Note: that’s not always how modelling is done. Sometimes you just add everything you can think of to your very complicated model, and you hope by doing that, your model will be more accurate and make better predictions. But your model will likely be too complicated to solve analytically. (Analytical = a version you can leave with variables instead of putting numbers in. In R we will mostly be simulating.) An example of a discipline where the models tend to be complicated is systems biology - models of celluar pathways often try to include as many components as are known, i.e. taking all the components from the following picture and creating a corresponding model:
• Data don’t always fit theoretical models, but it is helpful to interpret data with a larger theoretical framework in mind.

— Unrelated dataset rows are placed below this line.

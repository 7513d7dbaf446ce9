//! Group accumulation for energy reading records
//!
//! D0010 body records arrive as a flat sequence but describe a hierarchy:
//! one MPAN core (026) owns meter-level context (027/028/029) and one or
//! more register readings (030), each with its own register-level context
//! (032/033). The accumulator walks that sequence in file order and emits
//! one flattened group per register reading.

use super::records::{MeterReadingType, MpanCore, RegisterReading, SiteVisit, ValidationResult};

/// One accumulated energy reading group
///
/// A group carries the meter-level context it was accumulated under plus
/// exactly one register reading's own context. Slots an input file never
/// populated stay `None` and flatten to empty/absent values at persistence.
#[derive(Debug, Clone, Default, PartialEq)]
pub struct EnergyReadingGroup {
    pub mpan_core: Option<MpanCore>,
    pub mpan_site_visit: Option<SiteVisit>,
    pub meter_reading_type: Option<MeterReadingType>,
    pub meter_reading_site_visit: Option<SiteVisit>,
    pub register_reading: Option<RegisterReading>,
    pub validation_result: Option<ValidationResult>,
    pub register_site_visit: Option<SiteVisit>,
}

impl EnergyReadingGroup {
    /// True when no record has been attached yet
    pub fn is_empty(&self) -> bool {
        self.mpan_core.is_none()
            && self.mpan_site_visit.is_none()
            && self.meter_reading_type.is_none()
            && self.meter_reading_site_visit.is_none()
            && self.register_reading.is_none()
            && self.validation_result.is_none()
            && self.register_site_visit.is_none()
    }

    /// Start a sibling group for the next register under the same meter
    ///
    /// The carry/reset boundary of the register fan-out, field by field:
    /// meter-level context (MPAN core, its site visit, the reading type and
    /// its site visit) is carried forward; register-level context (the
    /// reading itself, its validation result and its site visit) starts
    /// absent.
    pub fn carry_meter_context(&self) -> Self {
        Self {
            mpan_core: self.mpan_core.clone(),
            mpan_site_visit: self.mpan_site_visit.clone(),
            meter_reading_type: self.meter_reading_type.clone(),
            meter_reading_site_visit: self.meter_reading_site_visit.clone(),
            register_reading: None,
            validation_result: None,
            register_site_visit: None,
        }
    }
}

/// Stateful accumulator turning classified records into ordered groups
///
/// Strictly order-dependent; one accumulator serves exactly one file scan.
#[derive(Debug, Default)]
pub struct GroupAccumulator {
    current: EnergyReadingGroup,
    groups: Vec<EnergyReadingGroup>,
}

impl GroupAccumulator {
    pub fn new() -> Self {
        Self::default()
    }

    /// 026: a new MPAN core opens a fresh meter context
    ///
    /// Any in-progress group is flushed first; every slot, meter-level and
    /// register-level, resets before the new core is attached.
    pub fn start_mpan(&mut self, core: MpanCore) {
        self.flush();
        self.current.mpan_core = Some(core);
    }

    /// 027: site visit for the MPAN core (last write wins within a meter)
    pub fn attach_mpan_site_visit(&mut self, visit: SiteVisit) {
        self.current.mpan_site_visit = Some(visit);
    }

    /// 028: meter reading type
    pub fn attach_meter_reading_type(&mut self, reading_type: MeterReadingType) {
        self.current.meter_reading_type = Some(reading_type);
    }

    /// 029: site visit for the meter reading
    pub fn attach_meter_reading_site_visit(&mut self, visit: SiteVisit) {
        self.current.meter_reading_site_visit = Some(visit);
    }

    /// 030: register reading
    ///
    /// A second reading under the same meter (e.g. Day and Night registers)
    /// flushes the current group and fans out a sibling carrying only the
    /// meter-level context forward.
    pub fn attach_register_reading(&mut self, reading: RegisterReading) {
        if self.current.register_reading.is_some() {
            let sibling = self.current.carry_meter_context();
            self.flush();
            self.current = sibling;
        }
        self.current.register_reading = Some(reading);
    }

    /// 032: validation result for the current register reading
    pub fn attach_validation_result(&mut self, result: ValidationResult) {
        self.current.validation_result = Some(result);
    }

    /// 033: site visit for the current register reading
    pub fn attach_register_site_visit(&mut self, visit: SiteVisit) {
        self.current.register_site_visit = Some(visit);
    }

    /// Number of groups flushed so far
    pub fn group_count(&self) -> usize {
        self.groups.len()
    }

    /// Flush the in-progress group and return every accumulated group
    ///
    /// Called at the footer or, for truncated files, at end of input so no
    /// in-progress group is silently dropped.
    pub fn finish(mut self) -> Vec<EnergyReadingGroup> {
        self.flush();
        self.groups
    }

    fn flush(&mut self) {
        if !self.current.is_empty() {
            self.groups.push(std::mem::take(&mut self.current));
        }
    }
}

2. Models can show us something we didn’t expect, that we couldn’t intuit from just thinking about the problem.
• if your model is simple enough, it can be predictive in a broadly applicable way. We’ll talk about some famous ecological models, and the assignments will include more examples. I will also include some famous examples from physics, where this field is known as nonlinear dynamics. Many of these classic models are classic because their results weren’t obvious before the model was created.
• example: Lorenz model of the atmosphere which exhibits chaos (video). The equations for this system are simple, but Lorenz was surprised to find that the behaviour of the system could be very different for starting conditions that were very similar. I wrote a quick simulation in R which you can play around with, it’s at the bottom of these notes.
• example: Lotka-volterra predator-prey model. This model predicts never-ending oscillations in the populations of predator and prey species. A simulation for this is also at the bottom of these notes.
• What else is a reasonable thing that could happen to a population of predator and prey?
Aside: I do theoretical biophysics, which is quite similar to theoretical ecology in my case, so all of what I’ll be telling you about is techniques and concepts that I have found useful or use very frequently and that I think are an important part of the theorist / data scientist toolkit.
3. In the next few lectures we will talk about models and about using R to analyze models. We will first do this qualitatively (no math), then quantitatively. We will talk about fitting models to data, and by the end I hope that you will be able to incorporate modelling into your project, whether a model you design yourself or an existing ecological model.

## Setting up a model

Let’s look at some examples of one-dimensional models and talk about what we can learn from these models qualitatively, without doing any calculations.

Dimension: the number of variables in your model. (Not the number of parameters.
Variables are what track the species you’re interested in, and parameters are numbers that specify the details of the model.)

Let’s write down a model for the growth of a species. We want to predict how many organisms are present in the population at time $$t$$, and to do that we need to write down an equation that describes how the population changes with time. We will start by writing a recursion relation, which tells us how to update the population size at time $$t+ \Delta t$$ from the population size at time $$t$$:

$N_{t+\Delta t} = N_t + \Delta N$

$$\Delta N$$, the change in the population size, will depend on the specifics of our model. Let’s rearrange this expression into the definition of a derivative by moving $$\Delta N$$ over and dividing both sides by $$\Delta t$$, then taking the limit of $$\Delta t$$ going to $$0$$:

$\frac{N_{t+\Delta t} - N_t}{\Delta t} = \frac{\Delta N}{\Delta t}$ $lim_{\Delta t \to 0}\frac{N_{t+\Delta t} - N_t}{\Delta t} = \frac{dN}{dt}$

If you’ve taken calculus, you will recognize this as the first derivative of $$N$$ with respect to $$t$$. If your calculus is foggy in your memory, when you see this notation think “change in $$N$$ per change in $$t$$. $$dN$$ is the notation commonly used to mean”a small amount of $$N$$," so this expression mathematically describes by what small amount $$N$$ will change in a small amount of time $$dt$$. This is also sometimes written as $$\dot{N}$$. I will usually use $$dN/dt$$ but you may see the dot notation in the literature. A single dot is shorthand for “first derivative”.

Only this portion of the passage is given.